La CJCE a jugé dans l’affaire C‑708/18 sur renvoi du tribunal régional de Bucarest, Roumanie, de répondre à la question de savoir si des dispositions nationales autorisant la vidéosurveillance dans les parties communes d’un immeuble d’habitation pour la protection et la sécurité des personnes et des biens sont compatibles avec la directive sur la protection des données (CE/95/46) à la lumière de la Charte. La CJCE constate à cet égard que
- la protection de la propriété, de la santé et de la vie des copropriétaires d’un immeuble est un “intérêt légitime“au sens de l’article 7, point f), de la directive ;
- l’intérêt légitime doit être au moment du traitement doit avoir été créée et être présente, c’est-à-dire qu’elle ne doit pas, à ce moment-là non hypothétique être en mesure de le faire. Cela n’exige toutefois pas que la sécurité des biens et des personnes ait déjà été compromise auparavant.
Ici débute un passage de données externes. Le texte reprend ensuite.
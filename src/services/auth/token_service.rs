//! JWT 토큰 관리 서비스 구현
//!
//! JSON Web Token 기반의 인증 토큰 발급과 검증을 담당합니다.
//! HMAC-SHA256 서명을 사용하며, 검증 시 허용 알고리즘을 HS256으로
//! 고정하여 알고리즘 치환 공격을 차단합니다.

use chrono::{Duration, Utc};
use jsonwebtoken::{Algorithm, DecodingKey, EncodingKey, Header, Validation, decode, encode};
use singleton_macro::service;
use thiserror::Error;

use crate::config::JwtConfig;
use crate::core::errors::AppError;
use crate::domain::token::token::TokenClaims;

/// 토큰 발급/검증 실패 종류
///
/// 만료와 그 외 구조적/서명 문제를 구분하여 표현합니다.
/// HTTP 경계에서는 둘 다 401로 매핑됩니다.
#[derive(Debug, Error)]
pub enum TokenError {
    /// 토큰이 만료됨
    #[error("authentication token has expired")]
    Expired,

    /// 서명 불일치, 형식 오류, 예상 밖 알고리즘 등 그 외 모든 문제
    #[error("invalid authentication token")]
    Invalid,

    /// 토큰 생성 실패 (서버 측 오류)
    #[error("failed to generate authentication token: {0}")]
    Creation(String),
}

impl From<TokenError> for AppError {
    fn from(err: TokenError) -> Self {
        match err {
            TokenError::Creation(msg) => AppError::InternalError(msg),
            other => AppError::AuthenticationError(other.to_string()),
        }
    }
}

/// JWT 토큰 관리 서비스
///
/// 설정된 시크릿과 만료 시간으로 토큰을 발급하고 검증합니다.
#[service(name = "token")]
pub struct TokenService {
    // 외부 의존성 없음
}

impl TokenService {
    /// 사용자를 위한 JWT 토큰을 생성합니다
    ///
    /// 클레임에는 주체 ID, 사용자명, 관리자 플래그와 함께
    /// 발급 시각(iat), 만료 시각(exp = iat + 설정된 시간)이 포함됩니다.
    ///
    /// # Errors
    ///
    /// * `TokenError::Creation` - 서명 실패
    pub fn generate_token(
        &self,
        user_id: i64,
        username: &str,
        admin: bool,
    ) -> Result<String, TokenError> {
        let now = Utc::now();
        let expiration = now + Duration::hours(JwtConfig::expiration_hours());

        let claims = TokenClaims {
            sub: user_id,
            username: username.to_string(),
            admin,
            iat: now.timestamp(),
            exp: expiration.timestamp(),
        };

        let secret = JwtConfig::secret();
        let encoding_key = EncodingKey::from_secret(secret.as_ref());

        encode(&Header::default(), &claims, &encoding_key)
            .map_err(|e| TokenError::Creation(format!("JWT 토큰 생성 실패: {}", e)))
    }

    /// JWT 토큰을 검증하고 클레임을 추출합니다
    ///
    /// 허용 알고리즘을 HS256으로 고정하므로, 다른 알고리즘으로 서명된
    /// 토큰은 시크릿이 일치하더라도 거부됩니다.
    ///
    /// # Errors
    ///
    /// * `TokenError::Expired` - 만료된 토큰
    /// * `TokenError::Invalid` - 그 외 모든 구조/서명 문제
    pub fn verify_token(&self, token: &str) -> Result<TokenClaims, TokenError> {
        let secret = JwtConfig::secret();
        let decoding_key = DecodingKey::from_secret(secret.as_ref());
        let validation = Validation::new(Algorithm::HS256);

        decode::<TokenClaims>(token, &decoding_key, &validation)
            .map(|token_data| token_data.claims)
            .map_err(|e| match e.kind() {
                jsonwebtoken::errors::ErrorKind::ExpiredSignature => TokenError::Expired,
                _ => TokenError::Invalid,
            })
    }

    /// Authorization 헤더 값에서 Bearer 토큰 부분을 추출합니다
    ///
    /// # Errors
    ///
    /// * `TokenError::Invalid` - "Bearer {token}" 형식이 아닌 경우
    pub fn extract_bearer_token<'a>(&self, auth_header: &'a str) -> Result<&'a str, TokenError> {
        auth_header
            .strip_prefix("Bearer ")
            .ok_or(TokenError::Invalid)
    }
}

#[cfg(test)]
mod tests {
    use super::*;
    use jsonwebtoken::errors::ErrorKind;

    fn service() -> TokenService {
        TokenService {}
    }

    fn encode_with(claims: &TokenClaims, secret: &str, algorithm: Algorithm) -> String {
        encode(
            &Header::new(algorithm),
            claims,
            &EncodingKey::from_secret(secret.as_ref()),
        )
        .unwrap()
    }

    fn claims_expiring_at(exp: i64) -> TokenClaims {
        let now = Utc::now().timestamp();
        TokenClaims {
            sub: 1,
            username: "admin".to_string(),
            admin: true,
            iat: now,
            exp,
        }
    }

    #[test]
    fn test_generated_token_is_accepted_before_expiry() {
        let service = service();

        let token = service.generate_token(1, "admin", true).unwrap();
        let claims = service.verify_token(&token).unwrap();

        assert_eq!(claims.sub, 1);
        assert_eq!(claims.username, "admin");
        assert!(claims.admin);
        assert!(claims.exp > claims.iat);
    }

    #[test]
    fn test_expired_token_is_rejected_as_expired() {
        let service = service();

        // 검증기의 기본 leeway(60초)를 넘도록 충분히 과거로 설정
        let expired = claims_expiring_at(Utc::now().timestamp() - 7200);
        let token = encode_with(&expired, &JwtConfig::secret(), Algorithm::HS256);

        assert!(matches!(
            service.verify_token(&token).unwrap_err(),
            TokenError::Expired
        ));
    }

    #[test]
    fn test_token_signed_with_different_key_is_rejected() {
        let service = service();

        let claims = claims_expiring_at(Utc::now().timestamp() + 3600);
        let token = encode_with(&claims, "some-other-secret", Algorithm::HS256);

        assert!(matches!(
            service.verify_token(&token).unwrap_err(),
            TokenError::Invalid
        ));
    }

    #[test]
    fn test_token_signed_with_different_algorithm_is_rejected() {
        let service = service();

        // 올바른 시크릿이라도 HS256이 아니면 거부되어야 한다
        let claims = claims_expiring_at(Utc::now().timestamp() + 3600);
        let token = encode_with(&claims, &JwtConfig::secret(), Algorithm::HS384);

        assert!(matches!(
            service.verify_token(&token).unwrap_err(),
            TokenError::Invalid
        ));
    }

    #[test]
    fn test_garbage_token_is_rejected() {
        let service = service();

        assert!(matches!(
            service.verify_token("not.a.jwt").unwrap_err(),
            TokenError::Invalid
        ));
    }

    #[test]
    fn test_extract_bearer_token() {
        let service = service();

        assert_eq!(
            service.extract_bearer_token("Bearer abc.def.ghi").unwrap(),
            "abc.def.ghi"
        );
        assert!(service.extract_bearer_token("Basic abc").is_err());
        assert!(service.extract_bearer_token("abc.def.ghi").is_err());
    }

    #[test]
    fn test_error_kind_mapping_sanity() {
        // jsonwebtoken 에러 종류 매핑이 의도대로인지 확인
        let err = decode::<TokenClaims>(
            "broken",
            &DecodingKey::from_secret(b"k"),
            &Validation::new(Algorithm::HS256),
        )
        .unwrap_err();

        assert!(!matches!(err.kind(), ErrorKind::ExpiredSignature));
    }
}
Dans le cas présent, il suffit plutôt que des vols, des effractions et des actes de vandalisme aient eu lieu avant la mise en service du système de vidéosurveillance, bien qu’un système de sécurité avec interphone et carte magnétique ait été installé à l’entrée du bâtiment ;
- étant donné que des mesures alternatives avaient été prises sous la forme du système de sécurité installé à l’entrée du bâtiment, mais qu’elles se sont révélées insuffisantes, et étant donné que la vidéosurveillance se limite à Zones communes du bâtiment et sur les Voies d’accès à son égard, la proportionnalité était respectée. Il convient toutefois d’examiner si la vidéosurveillance est suffisante si elle n’est que la nuit ou en dehors des heures de travail normales est en cours de fonctionnement et lorsque des images de zones qui ne doivent pas être surveillées sont bloquées ou floutées
- la quantité nécessaire Pesée des intérêts doit se faire au cas par cas. Un État membre ne peut pas exclure catégoriquement et de manière générale le traitement de certaines catégories de données personnelles sans laisser de place à une mise en balance concrète.